I wish my baggage adhered to the fifty pound weight limit.

I wish my baggage adhered to the fifty pound weight limit.

Crocs. Crocs For Days.

To be quite honest, I don’t understand why these got such a bad reputation. I think they are absolutely splendid. They come in about a billion quadrillion different colors and have built in air conditioning, not to mention that they’re extremely comfortable. If you cannot handle me at my crocs, you don’t deserve me at my hump-me pumps. Personally, I would much rather wear crocs. I’d like to think that since society has unspokenly banned crocs, I’m a hipster by bringing them back. (I also heard that if you say you’re a hipster, you’re not a hipster. Well. It was nice while it lasted) Moral of the story, I think i’m going to be wearing crocs to prom.

Proper Grammar

thats the shit I do like. i actually really do like proper grammar. if youve been a frequent reader of this blog please dont judge me if me grammar aint always good. my sorries. but I mean lets be real here. no one likes texting a complete idiot. its dumb. just dumb. plus there is nothing cute and alluring about someone who cant find the right form of youre. gets youre yours right people. oh and youre theirs. thats really annoying. you know what else is annoying……..when people dont use punctuation. that makes me mad a lot. just like no stop please now. how does it feel to read this whole thing. i bet it sucks yeah. so if yur gonna talk to me at least talk to me, at least talk to me like a normal fucking human being with a formal education. Okay? Good, glad we got that cleared up.

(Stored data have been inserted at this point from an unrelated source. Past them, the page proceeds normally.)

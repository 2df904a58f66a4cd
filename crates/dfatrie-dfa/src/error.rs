use std::io;

use dfatrie_types::hex_bytes;
use thiserror::Error;

#[derive(Debug, Error)]
pub enum DfaError {
    #[error("io error: {0}")]
    Io(#[from] io::Error),

    #[error("automaton json error: {0}")]
    Json(#[from] serde_json::Error),

    #[error("automaton has no states")]
    NoStates,

    #[error("initial state {initial} out of range ({states} states)")]
    InitialOutOfRange { initial: usize, states: usize },

    #[error("state {state}: transition target {to} out of range")]
    TransitionOutOfRange { state: usize, to: usize },

    #[error("state {state}: empty byte range {begin:#04x}..={end:#04x}")]
    EmptyRange { state: usize, begin: u8, end: u8 },

    #[error("state {state}: byte {byte:#04x} has more than one transition")]
    OverlappingTransitions { state: usize, byte: u8 },

    #[error("initial state is not accepting")]
    InitialNotAccepting,

    #[error("initial state matches any byte")]
    InitialAnyByte,

    #[error("state {state} is on a cycle that never reaches an accepting state")]
    Cycle { state: usize },

    #[error("number of suffixes from state {state} overflows u64")]
    SuffixCountOverflow { state: usize },

    #[error("candidate [{}] exceeds {max_length} bytes", hex_bytes(.prefix))]
    SequenceTooLong { prefix: Vec<u8>, max_length: usize },

    #[error("traversal task refers to state {state}, which does not exist")]
    UnknownState { state: usize },
}
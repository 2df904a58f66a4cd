use std::panic::{self, AssertUnwindSafe};
use std::sync::atomic::{AtomicBool, Ordering};
use std::thread;

use dfatrie_dfa::{Automaton, TraversalOptions, TraversalTask, DEFAULT_SPLIT_THRESHOLD};
use dfatrie_oracle::ValidatorOracle;
use dfatrie_trie::{NodeCache, NodeId};
use dfatrie_types::Bitness;

use crate::error::{GenError, Result};
use crate::worker::{TaskResult, WorkerState};

#[derive(Debug, Clone, Copy, PartialEq, Eq)]
pub struct GenConfig {
    pub bitness: Bitness,
    /// Worker threads; `0` is treated as `1`.
    pub jobs: usize,
    pub split_threshold: u64,
    pub traversal: TraversalOptions,
}

impl GenConfig {
    /// One worker per available CPU and the default task granularity.
    pub fn new(bitness: Bitness) -> Self {
        Self {
            bitness,
            jobs: thread::available_parallelism().map_or(1, |n| n.get()),
            split_threshold: DEFAULT_SPLIT_THRESHOLD,
            traversal: TraversalOptions::default(),
        }
    }
}

/// Receives run progress on the orchestrator thread.
pub trait Progress {
    fn on_start(&mut self, _expected: u64, _tasks: usize) {}

    /// Called after every merged task. `processed` never decreases.
    fn on_merged(&mut self, processed: u64, expected: u64);
}

/// Discards progress reports.
#[derive(Debug, Default, Clone, Copy)]
pub struct NoProgress;

impl Progress for NoProgress {
    fn on_merged(&mut self, _processed: u64, _expected: u64) {}
}

/// The finished trie together with run statistics.
#[derive(Debug)]
pub struct GenOutput {
    pub cache: NodeCache,
    pub root: NodeId,
    pub total_instructions: u64,
    pub num_valid: u64,
    pub tasks: usize,
}

/// Drives the enumeration of an automaton across a pool of worker threads.
pub struct Orchestrator<'a, O: ?Sized> {
    automaton: &'a Automaton,
    oracle: &'a O,
    config: GenConfig,
}

impl<'a, O> Orchestrator<'a, O>
where
    O: ValidatorOracle + ?Sized,
{
    pub fn new(automaton: &'a Automaton, oracle: &'a O, config: GenConfig) -> Self {
        Self {
            automaton,
            oracle,
            config,
        }
    }

    /// Enumerates every candidate, confirms it with the oracle and merges the per-task tries.
    ///
    /// Tasks run on a pool of `jobs` threads and finish in any order; the merged trie does not
    /// depend on it. The first fatal error, including a panicking task, stops every worker at its
    /// next candidate and is returned.
    pub fn run(&self, progress: &mut dyn Progress) -> Result<GenOutput> {
        let expected = self.automaton.expected_instructions()?;
        let tasks = self.automaton.traversal_tasks(self.config.split_threshold)?;
        let jobs = self.config.jobs.clamp(1, tasks.len().max(1));
        tracing::info!(
            states = self.automaton.states().len(),
            expected_instructions = expected,
            tasks = tasks.len(),
            jobs,
            bitness = %self.config.bitness,
            "starting enumeration"
        );
        progress.on_start(expected, tasks.len());

        let pool = rayon::ThreadPoolBuilder::new()
            .num_threads(jobs)
            .thread_name(|index| format!("dfatrie-worker-{index}"))
            .build()?;
        let abort = AtomicBool::new(false);
        let mut merged = Merged::new();
        let (tx, rx) = crossbeam_channel::unbounded::<Result<TaskResult>>();

        pool.in_place_scope(|scope| {
            for task in &tasks {
                let tx = tx.clone();
                let abort = &abort;
                scope.spawn(move |_| {
                    if abort.load(Ordering::Relaxed) {
                        return;
                    }
                    let result =
                        panic::catch_unwind(AssertUnwindSafe(|| self.run_task(task, abort)))
                            .unwrap_or_else(|_| Err(GenError::WorkerPanicked));
                    if result.is_err() {
                        abort.store(true, Ordering::Relaxed);
                    }
                    // The receiver outlives every job in this scope.
                    let _ = tx.send(result);
                });
            }
            drop(tx);

            for result in rx.iter() {
                match result.and_then(|r| merged.merge(r)) {
                    Ok(true) => progress.on_merged(merged.total_instructions, expected),
                    Ok(false) => {}
                    Err(err) => {
                        abort.store(true, Ordering::Relaxed);
                        merged.fail(err);
                    }
                }
            }
        });

        let output = merged.finish(tasks.len())?;
        tracing::info!(
            total_instructions = output.total_instructions,
            num_valid = output.num_valid,
            nodes = output.cache.len(),
            "enumeration finished"
        );
        Ok(output)
    }

    fn run_task(&self, task: &TraversalTask, abort: &AtomicBool) -> Result<TaskResult> {
        let mut worker = WorkerState::new(self.oracle, self.config.bitness, task.clone());
        self.automaton
            .traverse(task, &self.config.traversal, |instruction| {
                if abort.load(Ordering::Relaxed) {
                    return Err(GenError::Aborted);
                }
                worker.receive_instruction(instruction)
            })?;
        Ok(worker.finish())
    }
}

/// Orchestrator-side accumulation of finished tasks.
struct Merged {
    cache: NodeCache,
    root: NodeId,
    total_instructions: u64,
    num_valid: u64,
    error: Option<GenError>,
}

impl Merged {
    fn new() -> Self {
        let cache = NodeCache::new();
        let root = cache.empty();
        Self {
            cache,
            root,
            total_instructions: 0,
            num_valid: 0,
            error: None,
        }
    }

    /// Returns `false` when the result was dropped because the run already failed.
    fn merge(&mut self, result: TaskResult) -> Result<bool> {
        if self.error.is_some() {
            return Ok(false);
        }
        let sub = self.cache.import(&result.trie)?;
        self.root = self.cache.merge(self.root, sub)?;
        self.total_instructions += result.total_instructions;
        self.num_valid += result.num_valid;
        tracing::debug!(
            task = %result.task,
            instructions = result.total_instructions,
            valid = result.num_valid,
            "merged task"
        );
        Ok(true)
    }

    /// Records `err` unless a more informative error is already known.
    fn fail(&mut self, err: GenError) {
        match &self.error {
            Some(existing) if !existing.is_aborted() => {}
            _ => self.error = Some(err),
        }
    }

    fn finish(self, tasks: usize) -> Result<GenOutput> {
        if let Some(err) = self.error {
            return Err(err);
        }
        Ok(GenOutput {
            cache: self.cache,
            root: self.root,
            total_instructions: self.total_instructions,
            num_valid: self.num_valid,
            tasks,
        })
    }
}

Well, if you’ve finished reading all of this (or at least skimmed through..jerk) props to you! So if you’re one of the five people who actually read the ‘ol blog, hit me up if you find my cat obsession and croc addiction attractive. I’ll be waiting. Like always. 24/7365. Fax me, call me, text me, mores code me, smoke signal me, telegram me, vine me, instagram me or you know, whatever works. It’s cool. I’ll be waiting.

“We accept the love we think we deserve”

That quote holds a lot of meaning and it really does speak volume about each persons self-worth (or the worth they think they hold). Do what makes you happy, love what feels right and never settle for clearance (Unless what you love is having sex with dead bodies. Then stop loving that).

In the general fashion of this blog, I’ll leave you with a home-made quote to help you with your woes.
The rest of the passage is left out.